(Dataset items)
==*==
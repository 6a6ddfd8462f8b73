//! Contour extraction: trace region borders in a binary mask.
//!
//! This module defines the [`ContourTracer`] trait for pluggable border
//! retrieval and the [`ContourRetrieval`] enum for selecting which
//! borders to keep at runtime.
//!
//! Borders come from Suzuki-Abe border following, which discovers them
//! in a single top-to-bottom, left-to-right raster scan and records the
//! nesting of holes inside regions. The order is therefore fully
//! determined by the mask, which matters because unique-color mode
//! assigns palette entries by contour index.

use image::GrayImage;
use imageproc::contours::BorderType;
use serde::{Deserialize, Serialize};

use crate::types::{BorderKind, Contour, Point};

/// Selects which borders the tracer returns.
#[derive(Debug, Clone, Copy, PartialEq, Eq, Default, Serialize, Deserialize)]
pub enum ContourRetrieval {
    /// Every border, outer and hole, with parent links.
    #[default]
    Tree,
    /// Only outer borders that are not nested inside another region.
    ///
    /// Hole borders and the regions inside them are dropped, so
    /// outlined figures are not detected twice.
    External,
}

/// Trait for contour retrieval strategies.
///
/// Input: a binary mask (non-zero pixels = foreground).
/// Output: closed, run-length compressed contours in discovery order.
pub trait ContourTracer {
    /// Trace contours in the given mask.
    fn trace(&self, mask: &GrayImage) -> Vec<Contour>;
}

impl ContourTracer for ContourRetrieval {
    fn trace(&self, mask: &GrayImage) -> Vec<Contour> {
        let borders = trace_borders(mask);
        match *self {
            Self::Tree => borders,
            Self::External => borders
                .into_iter()
                .filter(|c| c.kind == BorderKind::Outer && c.parent.is_none())
                .collect(),
        }
    }
}

/// Suzuki-Abe border following via `imageproc::contours::find_contours`.
fn trace_borders(mask: &GrayImage) -> Vec<Contour> {
    let contours: Vec<imageproc::contours::Contour<i32>> =
        imageproc::contours::find_contours(mask);

    contours
        .into_iter()
        .map(|c| {
            let points: Vec<Point> = c.points.iter().map(|p| Point::new(p.x, p.y)).collect();
            Contour {
                points: compress_runs(&points),
                kind: match c.border_type {
                    BorderType::Outer => BorderKind::Outer,
                    BorderType::Hole => BorderKind::Hole,
                },
                parent: c.parent,
            }
        })
        .collect()
}

/// Drop boundary points in the middle of straight runs.
///
/// The input is a closed chain of 8-connected pixels. A point is kept
/// only where the step direction into it differs from the step
/// direction out of it, so horizontal, vertical and diagonal runs
/// collapse to their end points. The perimeter is unchanged.
#[must_use = "returns the compressed point chain"]
pub fn compress_runs(points: &[Point]) -> Vec<Point> {
    let n = points.len();
    if n < 3 {
        return points.to_vec();
    }

    let kept: Vec<Point> = (0..n)
        .filter(|&i| {
            let prev = points[(i + n - 1) % n];
            let cur = points[i];
            let next = points[(i + 1) % n];
            step(prev, cur) != step(cur, next)
        })
        .map(|i| points[i])
        .collect();

    if kept.is_empty() {
        vec![points[0]]
    } else {
        kept
    }
}

/// Unit step direction between two chain points.
const fn step(from: Point, to: Point) -> (i32, i32) {
    ((to.x - from.x).signum(), (to.y - from.y).signum())
}
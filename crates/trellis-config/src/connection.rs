use serde::{Deserialize, Serialize};

/// A directed edge between two nodes.
///
/// The target node's step depends on the source node's step.
#[derive(Debug, Clone, PartialEq, Serialize, Deserialize)]
pub struct ConnectionDef {
  pub from: EndpointDef,
  pub to: EndpointDef,
}

/// One end of a connection: a node id plus the pin index on that node.
#[derive(Debug, Clone, PartialEq, Serialize, Deserialize)]
#[serde(rename_all = "camelCase")]
pub struct EndpointDef {
  pub node: u64,
  #[serde(default)]
  pub pin_index: u32,
}
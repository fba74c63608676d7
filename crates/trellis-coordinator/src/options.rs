use std::time::Duration;

use trellis_safety::Priority;

/// Per-run knobs for [`crate::ExecutionCoordinator::execute_workflow`].
#[derive(Debug, Clone)]
pub struct ExecutionOptions {
  /// Overall deadline. Defaults to twice the plan's estimated duration.
  pub timeout: Option<Duration>,
  /// Skip the safety pipeline entirely. Intended for dry runs against
  /// simulated devices only.
  pub skip_safety_checks: bool,
  /// Priority attached to every operation request in this run.
  pub priority: Priority,
  /// Base delay for the linear retry backoff (delay = base x attempt
  /// number). Production keeps the 1 s default; tests shrink it.
  pub retry_base_delay: Duration,
}

impl Default for ExecutionOptions {
  fn default() -> Self {
    Self {
      timeout: None,
      skip_safety_checks: false,
      priority: Priority::Normal,
      retry_base_delay: Duration::from_secs(1),
    }
  }
}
==*==
§ Description of the task: For the string "GrayImage", show each line of the entries above where it occurs.

§ Response to the exercise:
use image::GrayImage;
    fn trace(&self, mask: &GrayImage) -> Vec<Contour>;
    fn trace(&self, mask: &GrayImage) -> Vec<Contour> {
fn trace_borders(mask: &GrayImage) -> Vec<Contour> {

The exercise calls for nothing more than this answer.